La angustia, el dolor previo, el nerviosismo y el coraje me invaden, y quiero seguir llorando. Quiero acabar con la sensación de hundimiento que amenaza con destrozarme, y deshacerme de la insidiosa y oscura sensación que me ha embargado desde que llegué a este lugar. Desde que las marcas en mi espalda aparecieron.

—¡Contéstame, carajo! —escupe—. ¡¿Acaso crees que esto es un maldito juego?! ¡Si tú mueres, todo esto va a irse, literalmente, a la mierda! ¡¿Es que acaso no te cabe en la maldita cabeza que…?!

—¡Cállate! —espeto de vuelta—. ¡Cállate de una maldita vez! ¡No me interesa escuchar lo que tienes qué decir acerca de ti y tus malditos intereses!

—¡Esto no es acerca de mí!

—¡¿No?!

—¡Por supuesto que no, idiota! —suelta en mi dirección.

—¡¿Acerca de quién es, entonces?! ¡¿Acerca de qué?! ¡¿De poder?! —Mi voz se eleva cada vez más, y suena quebrada y rota debido al llanto.

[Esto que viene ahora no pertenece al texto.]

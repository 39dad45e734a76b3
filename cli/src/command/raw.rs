use anyhow::Result;
use clap::Parser;
use namedsql::Config;

use crate::util::{create_client, create_runtime, database_url};

/// Run SQL as-is, without placeholder rewriting. Multiple statements are allowed.
#[derive(Parser, Debug)]
pub struct Raw {
    sql: String,

    /// Connection URL. Defaults to DATABASE_URL, then `database_url` from the config file.
    #[arg(long)]
    url: Option<String>,
}

impl Raw {
    pub fn run(self, config: &Config) -> Result<()> {
        let url = database_url(self.url, config)?;
        let runtime = create_runtime()?;
        let mut client = create_client(&url, config, &runtime)?;
        let result = runtime.block_on(client.raw_execute(&self.sql))?;
        eprintln!("{} rows affected", result.rows_affected());
        runtime.block_on(client.close())?;
        Ok(())
    }
}
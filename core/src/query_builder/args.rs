use crate::error::{Error, Result};
use crate::query_builder::{Params, Prepared};
use sqlx::error::BoxDynError;
use sqlx::{Arguments, Database, Encode, Type};
use std::fmt;

trait Encodable<DB: Database>: Send {
    fn add_to<'q>(self: Box<Self>, arguments: &mut <DB as Database>::Arguments<'q>) -> Result<(), BoxDynError>;
}

struct Value<T>(T);

impl<DB, T> Encodable<DB> for Value<T>
where
    DB: Database,
    T: 'static + Send + Type<DB> + for<'q> Encode<'q, DB>,
{
    fn add_to<'q>(self: Box<Self>, arguments: &mut <DB as Database>::Arguments<'q>) -> Result<(), BoxDynError> {
        arguments.add(self.0)
    }
}

/// An owned value that can be bound to a query for `DB`.
///
/// The concrete type is erased so differently typed values can share one [`Params`] map.
pub struct Argument<DB: Database> {
    value: Box<dyn Encodable<DB>>,
    type_name: &'static str,
}

impl<DB: Database> Argument<DB> {
    pub fn new<T>(value: T) -> Self
    where
        T: 'static + Send + Type<DB> + for<'q> Encode<'q, DB>,
    {
        Self {
            value: Box::new(Value(value)),
            type_name: std::any::type_name::<T>(),
        }
    }

    pub fn type_name(&self) -> &'static str {
        self.type_name
    }

    pub fn add_to<'q>(self, arguments: &mut <DB as Database>::Arguments<'q>) -> Result<()> {
        self.value.add_to(arguments).map_err(Error::EncodeError)
    }
}

impl<DB: Database> fmt::Debug for Argument<DB> {
    fn fmt(&self, f: &mut fmt::Formatter<'_>) -> fmt::Result {
        f.debug_tuple("Argument").field(&self.type_name).finish()
    }
}

/// Named parameters holding values for `DB`.
pub type SqlParams<DB> = Params<Argument<DB>>;

impl<DB: Database> Params<Argument<DB>> {
    /// Bind `value` under `name`.
    ///
    /// Values must be owned: bind a `String`, not a `&str`. Some drivers (SQLite) only encode
    /// `&'q str` for one specific lifetime, so even string literals need `.to_string()`.
    pub fn bind<T>(self, name: impl Into<String>, value: T) -> Self
    where
        T: 'static + Send + Type<DB> + for<'q> Encode<'q, DB>,
    {
        self.with(name, Argument::new(value))
    }
}

impl<DB: Database> Prepared<Argument<DB>> {
    /// Encode the arguments into the driver's argument buffer, in position order.
    pub fn into_arguments<'q>(self) -> Result<(String, <DB as Database>::Arguments<'q>)> {
        let mut arguments: <DB as Database>::Arguments<'q> = Default::default();
        arguments.reserve(self.args.len(), 0);
        for arg in self.args {
            arg.add_to(&mut arguments)?;
        }
        Ok((self.sql, arguments))
    }
}
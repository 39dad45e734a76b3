/// Everything needed from sqlx to open connections and read rows.
/// Using this module, it is optional to directly depend on the `sqlx` crate.
pub use sqlx::{raw_sql, Connection, Database, Executor, Row};

#[cfg(feature = "postgres")]
pub use sqlx::postgres::{PgConnectOptions, PgConnection, PgQueryResult, PgRow};
#[cfg(feature = "sqlite")]
pub use sqlx::sqlite::{SqliteConnectOptions, SqliteConnection, SqliteQueryResult, SqliteRow};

—¡Es acerca de todo el maldito mundo, joder! ¡Si tú mueres…!

—¡Sé a la perfección qué va a pasar si muero, imbécil! ¡Déjame en paz! ¡No tienes derecho alguno de venir a hablarme como si supieras algo sobre mí!

—¡¿Qué se supone que debo hacer?! ¡¿Dejarte morir a tus anchas y permitir que me arrastres contigo?!

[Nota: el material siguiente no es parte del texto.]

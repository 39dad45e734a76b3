use assert_matches::assert_matches;
use namedsql::{Binder, Client, Config, Error, FromRow, SqlParams, UnusedParameters};
use sqlx::{Row, Sqlite};

#[derive(Debug, FromRow, PartialEq)]
struct Film {
    name: String,
    genre: String,
}

async fn setup(config: &Config) -> Client<Sqlite> {
    let mut client = Client::<Sqlite>::connect_with("sqlite::memory:", config).await.unwrap();
    client
        .raw(
            r#"
    create table films (
      name text,
      genre text,
      year integer
    );
    insert into films (name, genre, year) values ('Vanilla Sky', 'Drama', 2001);
    insert into films (name, genre, year) values ('Vanilla Sky', 'Thriller', 2001);
    insert into films (name, genre, year) values ('Minority Report', 'Thriller', 2002);
  "#,
        )
        .await
        .unwrap();
    client
}

#[tokio::test]
async fn test_connect() {
    let client = Client::<Sqlite>::connect("sqlite::memory:").await.unwrap();
    client.close().await.unwrap();
}

#[tokio::test]
async fn test_inaccessible() {
    let result = Client::<Sqlite>::connect("sqlite:///nonexistent-dir/films.db").await;
    assert_matches!(result, Err(Error::ConnectionError(_)));
}

#[tokio::test]
async fn test_all() {
    let mut client = setup(&Config::default()).await;
    let params = SqlParams::new().bind("name", "Vanilla Sky".to_string());
    let films: Vec<Film> = client
        .all_as("select name, genre from films where name = :name order by genre", params)
        .await
        .unwrap();
    assert_eq!(
        films,
        vec![
            Film { name: "Vanilla Sky".to_string(), genre: "Drama".to_string() },
            Film { name: "Vanilla Sky".to_string(), genre: "Thriller".to_string() },
        ]
    );
}

#[tokio::test]
async fn test_all_rows() {
    let mut client = setup(&Config::default()).await;
    let params = SqlParams::new().bind("genre", "Thriller".to_string());
    let rows = client
        .all("select name from films where genre = :genre order by year", params)
        .await
        .unwrap();
    let names = rows.iter().map(|r| r.get::<String, _>("name")).collect::<Vec<_>>();
    assert_eq!(names, vec!["Vanilla Sky", "Minority Report"]);
}

#[tokio::test]
async fn test_one() {
    let mut client = setup(&Config::default()).await;
    let params = SqlParams::new().bind("name", "Vanilla Sky".to_string());
    let row = client
        .one("select name, genre from films where name = :name order by genre", params)
        .await
        .unwrap();
    assert_eq!(row.get::<String, _>("name"), "Vanilla Sky");
    assert_eq!(row.get::<String, _>("genre"), "Drama");
}

#[tokio::test]
async fn test_multiple() {
    let mut client = setup(&Config::default()).await;
    let template = "select name, genre from films where name = :name and genre = :genre";
    let params = SqlParams::new().bind("genre", "Drama".to_string()).bind("name", "Vanilla Sky".to_string());
    let film: Film = client.one_as(template, params).await.unwrap();
    assert_eq!(film, Film { name: "Vanilla Sky".to_string(), genre: "Drama".to_string() });

    let params = SqlParams::new().bind("name", "Vanilla Sky".to_string()).bind("genre", "Drama".to_string());
    let again: Film = client.one_as(template, params).await.unwrap();
    assert_eq!(again, film);
}

#[tokio::test]
async fn test_repeated_parameter() {
    let mut client = setup(&Config::default()).await;
    let params = SqlParams::new().bind("year", 2001_i64);
    let rows = client
        .all("select name from films where year = :year and year >= :year - 0", params)
        .await
        .unwrap();
    assert_eq!(rows.len(), 2);
}

#[tokio::test]
async fn test_optional() {
    let mut client = setup(&Config::default()).await;
    let params = SqlParams::new().bind("name", "Jerry Maguire".to_string());
    let film: Option<Film> = client
        .optional_as("select name, genre from films where name = :name", params)
        .await
        .unwrap();
    assert_eq!(film, None);

    let params = SqlParams::new().bind("name", "Jerry Maguire".to_string());
    let result = client.one("select name from films where name = :name", params).await;
    assert_matches!(result.map(|_| ()), Err(Error::SqlxError(sqlx::Error::RowNotFound)));
}

#[tokio::test]
async fn test_execute() {
    let mut client = setup(&Config::default()).await;
    let params = SqlParams::new()
        .bind("name", "Top Gun".to_string())
        .bind("genre", "Action".to_string())
        .bind("year", 1986_i64);
    let result = client
        .execute("insert into films (name, genre, year) values (:name, :genre, :year)", params)
        .await
        .unwrap();
    assert_eq!(result.rows_affected(), 1);

    let params = SqlParams::new().bind("year", 1990_i64);
    let count: i64 = client
        .one("select count(*) as n from films where year < :year", params)
        .await
        .unwrap()
        .get("n");
    assert_eq!(count, 1);
}

#[tokio::test]
async fn test_missing_parameter() {
    let mut client = setup(&Config::default()).await;
    let params = SqlParams::new().bind("name", "Vanilla Sky".to_string());
    let result = client
        .all("select * from films where name = :name and genre = :genre", params)
        .await;
    assert_matches!(result.map(|rows| rows.len()), Err(Error::UnknownPlaceholder(name)) if name == "genre");
}

#[tokio::test]
async fn test_unused_parameter_dropped() {
    let config = Config { unused_parameters: UnusedParameters::Drop, ..Config::default() };
    let mut client = setup(&config).await;
    let params = SqlParams::new().bind("unused", 1_i64).bind("name", "Minority Report".to_string());
    let film: Film = client
        .one_as("select name, genre from films where name = :name", params)
        .await
        .unwrap();
    assert_eq!(film.genre, "Thriller");
}

#[tokio::test]
async fn test_unused_parameter_rejected() {
    let config = Config { unused_parameters: UnusedParameters::Reject, ..Config::default() };
    let mut client = setup(&config).await;
    let params = SqlParams::new().bind("unused", 1_i64).bind("name", "X".to_string());
    let result = client.all("select * from films where name = :name", params).await;
    assert_matches!(result.map(|rows| rows.len()), Err(Error::UnusedParameter(name)) if name == "unused");
}

#[tokio::test]
async fn test_placeholder_in_literal_is_untouched() {
    let mut client = setup(&Config::default()).await;
    let params = SqlParams::new().bind("name", "Vanilla Sky".to_string());
    let row = client
        .one("select ':name' as literal, count(*) as n from films where name = :name", params)
        .await
        .unwrap();
    assert_eq!(row.get::<String, _>("literal"), ":name");
    assert_eq!(row.get::<i64, _>("n"), 2);
}

#[tokio::test]
async fn test_unused_parameter_bound_by_default() {
    let mut client = setup(&Config::default()).await;
    let params = SqlParams::new().bind("unused", 1_i64).bind("name", "Minority Report".to_string());
    let film: Film = client
        .one_as("select name, genre from films where name = :name", params)
        .await
        .unwrap();
    assert_eq!(film.genre, "Thriller");
}

#[test]
fn test_bind_owned_values() -> namedsql::Result<()> {
    let params = SqlParams::<Sqlite>::new()
        .bind("name", "Vanilla Sky".to_string())
        .bind("year", 2001_i64);
    assert!(params.get("name").is_some_and(|arg| arg.type_name().ends_with("String")));
    let prepared = Binder::new().prepare("select :name, :year, :name", params)?;
    let (sql, _arguments) = prepared.into_arguments()?;
    assert_eq!(sql, "select $1, $2, $1");
    Ok(())
}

El dolor que sus palabras me causan solo hace que quiera golpearlo en la cara; sin embargo, lucho contra todos los impulsos.

—Vete a la mierda. —Me limito a sisear en su dirección.

Sus ojos se oscurecen aún más. Un tinte ambarino se apodera de su mirada y su expresión se ensombrece por completo.

—Eres insufrible —dice, con la voz enronquecida por el enojo.

—Déjame en paz —suelto, pero suena más como una súplica que como otra cosa.

—No voy a dejarte morir. —Suena resuelto y decidido.

Lágrimas nuevas me inundan la mirada, pero me las arreglo para mantenerlas dentro mientras que él me toma por la cintura y me obliga a sentarme. Entonces, sin importarle que va completamente vestido, se sienta dentro de la tina y, con una barra de jabón, empieza a restregarme el cuerpo.

Al principio, la rudeza de sus movimientos es tanta, que me lastima; pero cuando nota mi gesto adolorido, lo suaviza todo. No hay absolutamente nada romántico en su toque. Tampoco hay nada sugerente en su mirada. Todas las emociones que una vez provoqué en él se han esfumado por completo y para siempre, y eso me hiere en formas que ni siquiera yo misma soy capaz de comprender.

Mikhail lava a consciencia cada parte de mí y, cuando el agua comienza a enfriarse, abre la regadera una vez más para mantenerla a una temperatura decente.

—Te he traído ropa y más comida —dice, con aire ausente, mientras termina de enjuagar el jabón de mis hombros—. ¿Qué otra cosa necesitas?

Una de mis manos se aferra al material húmedo de su playera y tiro de él hasta que puedo envolver la otra en la parte posterior de su cabeza. No sé muy bien qué diablos estoy haciendo. Tampoco sé por qué demonios lo hago, pero no me detengo. No reprimo el impulso desesperado y angustiado que tengo de unir mis labios contra los suyos.

No espero a que reaccione. Ni siquiera se lo permito. En ese momento, y sin pedir permiso, mi lengua busca la suya y, sin más, lo beso. Lo beso hasta que sus labios se mueven al compás de los míos. Lo beso hasta que su lengua ávida y urgente devuelve mis caricias desesperadas.

Luego, cuando creo que el corazón va a estallarme, me aparto con brusquedad y uno mi frente a la suya.

—Necesito que recuerdes —susurro y sueno patética y lastimosa, pero no me importa—. Por favor, Mikhail. Necesito que recuerdes.